Tănăsescu argues that the Ecocene,

- "by foregrounding the central role of ecology in the new era….implies that we have to make political sense of our times via concepts that are synchronous with ecological science. And if we accept that chance, change, and locality are what ecology injects into political thought, then the Ecocene becomes that era when human social and political arrangements start from the necessity of living with uncertainty…. Our imbrication with the world is not something to be escaped so as to find human meaning and purpose; it is itself the condition for meaningfulness" (Tănăsescu, 2022a, 13–14).

Much more deserves to be said on this topic, but for the purposes of this essay, it is enough to say that any path forward must deal with “the irruption of ecological processes within the polis” – a theme that Bruno Latour also addressed in his later books (Latour 2017; Latour 2021; Schultz & Latour, 2023).
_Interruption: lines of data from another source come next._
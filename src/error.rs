use std::{fmt, io};

use serde::{Deserialize, Serialize};
use serde_json::Error as JsonError;
use thiserror::Error;

#[derive(Debug, Clone, PartialEq, Eq, Serialize, Deserialize, Error)]
pub enum WnError {
    #[error("XML parse error at line {line}, column {column}: {message}")]
    Parse {
        line: usize,
        column: usize,
        message: String,
    },
    #[error("Lookup failed: {0}")]
    Lookup(String),
    #[error("Cannot serialize: {0}")]
    Serialization(String),
    #[error("Invalid command: {0}")]
    Command(String),
    #[error("File System error: {0}")]
    Io(String),
    #[error("Configuration error: {0}")]
    Config(String),
}

impl WnError {
    pub fn parse(line: usize, column: usize, message: impl Into<String>) -> Self {
        WnError::Parse {
            line,
            column,
            message: message.into(),
        }
    }

    /// Stable, machine-readable name of the error kind.
    pub fn kind(&self) -> &'static str {
        match self {
            WnError::Parse { .. } => "ParseError",
            WnError::Lookup(_) => "LookupError",
            WnError::Serialization(_) => "SerializationError",
            WnError::Command(_) => "CommandError",
            WnError::Io(_) => "IoError",
            WnError::Config(_) => "ConfigError",
        }
    }
}

impl From<io::Error> for WnError {
    fn from(x: io::Error) -> Self {
        match x.kind() {
            io::ErrorKind::NotFound => WnError::Io(format!("not found: {x}")),
            io::ErrorKind::PermissionDenied => WnError::Io(format!("permission denied: {x}")),
            _ => WnError::Io(format!("IOError: {}", x.kind())),
        }
    }
}

impl From<fmt::Error> for WnError {
    fn from(x: fmt::Error) -> Self {
        WnError::Serialization(format!("{x}"))
    }
}

impl From<toml::de::Error> for WnError {
    fn from(src: toml::de::Error) -> WnError {
        WnError::Config(format!("Toml deserialization error: {src}"))
    }
}

impl From<toml::ser::Error> for WnError {
    fn from(src: toml::ser::Error) -> WnError {
        WnError::Config(format!("Toml serialization error: {src}"))
    }
}

impl From<JsonError> for WnError {
    fn from(src: JsonError) -> WnError {
        WnError::Serialization(format!("JSON (de)serialization error: {src}"))
    }
}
Climate change is destroying the global capitalist fantasy of infinite possibilities and material extraction without consequences. It is also shattering the idea that the Local, as a counterpoint to the Global, is a haven of sequestered safety, morality and order. Neither the Global nor Local is truly connected to the biophysical realities of the Earth, Latour points out. Both are modernist constructions and projections. It is this worldview that the Ecocene is disrupting, forcing humans to radically reshape the polis of modern civilization."

(https://thecommonsjournal.org/articles/10.5334/ijc.1389)


Relationalized Finance in Support of the Commons

David Bollier:

" some commoners have developed noncapitalist forms for finance that pool money among supporters, decommodify shared assets such as land, and minimize the need for market growth to repay investors and lenders. Salient examples include community land trusts for agriculture and affordable housing, community supported agriculture farms (CSAs) for local, healthy food, place-based development finance, complementary local currencies, crowdfunding, platform cooperatives, and novel digital organizational forms that use peer governance and mutualize benefits (Bollier, 2023a).

For commoners, the point of relationalized finance is to minimize transactional debt and equity held by outside investors, thereby enhancing self-determination and reducing pressures for profit-maximization, growth, and hierarchical cultures. Noncapitalistic forms of finance take many different forms, but seen through the lens of the commons, they constitute a distinct, overlooked class of finance. Much more study is needed to normalize the legal, financial and organizational dimensions of relationalized finance."